Big Investors Stay With Fannie, Freddie Despite Lawmakers' Plans
A Senate proposal for winding down Fannie Mae and Freddie Mac slammed their shares over the last two days, but big investors in the government-owned mortgage agencies aren't running away yet.
Fannie and Freddie shares fell 12 percent and 17 percent, respectively, on Wednesday, one day after Senate Banking Committee leaders agreed on a framework for a bill to draw down the lenders.
The sharp decline has hit big-name hedge funds which jumped into the once-failing companies as the housing market rebounded, including William Ackman's $12 billion Pershing Square Capital, Fannie Mae's biggest shareholder.
Despite this week's losses, several investors said they plan to stay the course, acknowledging that they were aware they had invested in such volatile stocks.
Senate Banking Committee Chairman Tim Johnson, a Democrat, and Senator Mike Crapo, the panel's top Republican, outlined a framework for legislation on Tuesday after months of talks that included input from the Obama administration. They said they intended to introduce a bill soon.
But several hedge fund managers, which often lock up their wealthy investors' money for years and therefore have the ability to stick with investments for a long time, said they would be patient and wait.
"There are a lot of details to be worked out, and there was no secret that Congress was planning to do this," said one investor who owns hundreds of thousands of shares and asked not to be identified by name.
Fannie Mae shares fell 49 cents on Wednesday to $3.54 a share on 124 million shares traded on OTCMarket. Freddie Mac ended down 68 cents at $3.36 a share on volume of 61 million shares.

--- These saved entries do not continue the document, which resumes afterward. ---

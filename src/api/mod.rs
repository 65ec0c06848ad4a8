use axum::routing::{delete, get, patch, post};
use axum::{Router, extract::State, http::StatusCode};

use crate::error::AppError;
use crate::state::AppState;

pub mod activity;
pub mod admin;
pub mod auth;
pub mod dashboard;
pub mod faculty;
pub mod home;
pub mod routines;
pub mod swaps;

pub fn router(state: AppState) -> Router {
    Router::new()
        .route("/health", get(health))
        .route("/api/auth/login", post(auth::login))
        .route("/api/auth/me", get(auth::me))
        .route("/api/auth/logout", post(auth::logout))
        .route("/api/routine", get(routines::list).post(routines::create))
        .route(
            "/api/routine/{id}",
            get(routines::share).delete(routines::remove),
        )
        .route(
            "/api/merged-routine",
            get(routines::list_merged).post(routines::create_merged),
        )
        .route(
            "/api/merged-routine/{id}",
            get(routines::share_merged).delete(routines::remove_merged),
        )
        .route("/api/swap", get(swaps::list).post(swaps::create))
        .route("/api/swap/public", get(swaps::list_public))
        .route(
            "/api/swap/requests",
            get(swaps::list_requests).post(swaps::send_request),
        )
        .route("/api/swap/requests/{id}", patch(swaps::update_request))
        .route(
            "/api/swap/requests/{id}/read",
            patch(swaps::mark_request_read),
        )
        .route(
            "/api/swap/{id}",
            patch(swaps::mark_done).delete(swaps::remove),
        )
        .route("/api/faculty/lookup", get(faculty::lookup))
        .route("/api/faculty/{id}", get(faculty::detail))
        .route(
            "/api/review",
            get(activity::list_reviews).post(activity::create_review),
        )
        .route("/api/review/{id}/vote", post(activity::vote_review))
        .route(
            "/api/material",
            get(activity::list_materials).post(activity::create_material),
        )
        .route(
            "/api/admin/users",
            get(admin::list_users).delete(admin::delete_user),
        )
        .route("/api/admin/swap/{id}", delete(admin::delete_swap))
        .route("/api/admin/faculty", post(admin::create_faculty))
        .route("/api/dashboard/userStatCount", get(dashboard::user_stat_count))
        .route("/api/dashboard/recentActivity", get(dashboard::recent_activity))
        .route("/api/home/stats", get(home::stats))
        .route("/api/home/contributors", get(home::contributors))
        .route("/api/status", get(home::service_status))
        .with_state(state)
}

async fn health(State(state): State<AppState>) -> Result<StatusCode, AppError> {
    sqlx::query("select 1").execute(&state.db).await?;
    Ok(StatusCode::OK)
}
pub mod request_id;

pub use request_id::{make_span_with_request_id, request_id_middleware, RequestId, REQUEST_ID_HEADER};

Fannie and Freddie, which own or guarantee 60 percent of all U.S. home loans, provide a steady source of mortgage funds by buying loans from lenders and packaging them into securities that they sell to investors with a guarantee.
Their central role in the mortgage market led the government to bail them out to the tune of $187.5 billion during the 2007-2009 financial crisis. Lawmakers want to make sure taxpayers are never on the hook again.
Bruce Berkowitz of Fairholme Capital Management objected to the plan to wind Fannie and Freddie down. His fund ranks as one of the three shareholders in each company.
"What happened before 2008 was the result of regulatory and management failures, accelerated by political meddling. These failures continue today," Berkowitz said.
"Privately owned Fannie Mae and Freddie Mac are irreplaceable. All the sincere effort expended by the Senate Banking Committee simply confirms that there is no better alternative," he said in a statement.
Other large investors include Capital Research Global Investors and Seamans Capital Management.
Pershing Square has been largely mum on its Fannie and Freddie investment, with William Ackman declining to answer questions about it at an investment conference where he discussed every other bet.
Investors like Ackman, who shorted Fannie and Freddie six years ago, are essentially making a political bet. In addition to anticipating that politicians' plans might be changed significantly, there is something else that keeps them optimistic: lawsuits filed by both Fairholme and hedge fund Perry Capital.
The investors argue that it is illegal for the government to take all the companies' profits. Some investors expect the lawsuits to prevail and for billions of dollars to eventually come back to the companies.
Indeed, Republican Senator Pat Toomey of Pennsylvania, in a letter Friday to U.S. Treasury Secretary Jack Lew, signaled support for getting some cash to Fannie and Freddie shareholders. Toomey said he wants legislation to be "mindful of investors in addition to other considerations."
Shares of Fannie and Freddie are both down more than 30 percent on the week, not long after both hit their highest levels since 2008.
February's rally in the shares helped Pershing Square gain 7.4 percent, putting it up nearly 12 percent on the year, handily beating the average hedge fund's 1.4 percent gain, investors in his fund said. Pershing owns 115 million shares of Fannie and 64 million of Freddie.
This month's losses on Fannie and Freddie are going to hurt Ackman's fund.
"His marks are going to stink for the month," said David Tawil, whose Maglan Capital invests in distressed securities. He said his fund might buy stakes in Fannie and Freddie after lawmakers' language on the proposal is clarified.
Even though the proposal seems to harm equity holders, investors in Freddie and Fannie debt could come out winners.
The difference in yield on Fannie Mae and Freddie Mac bonds over Treasuries shrank broadly on Wednesday, on the view that the Senate plan would assure the government's guarantee of their existing debt. The yield gap between five-year Fannie Mae notes due February 2019 over five-year Treasuries narrowed 0.005 percentage point to about 0.15 percentage point.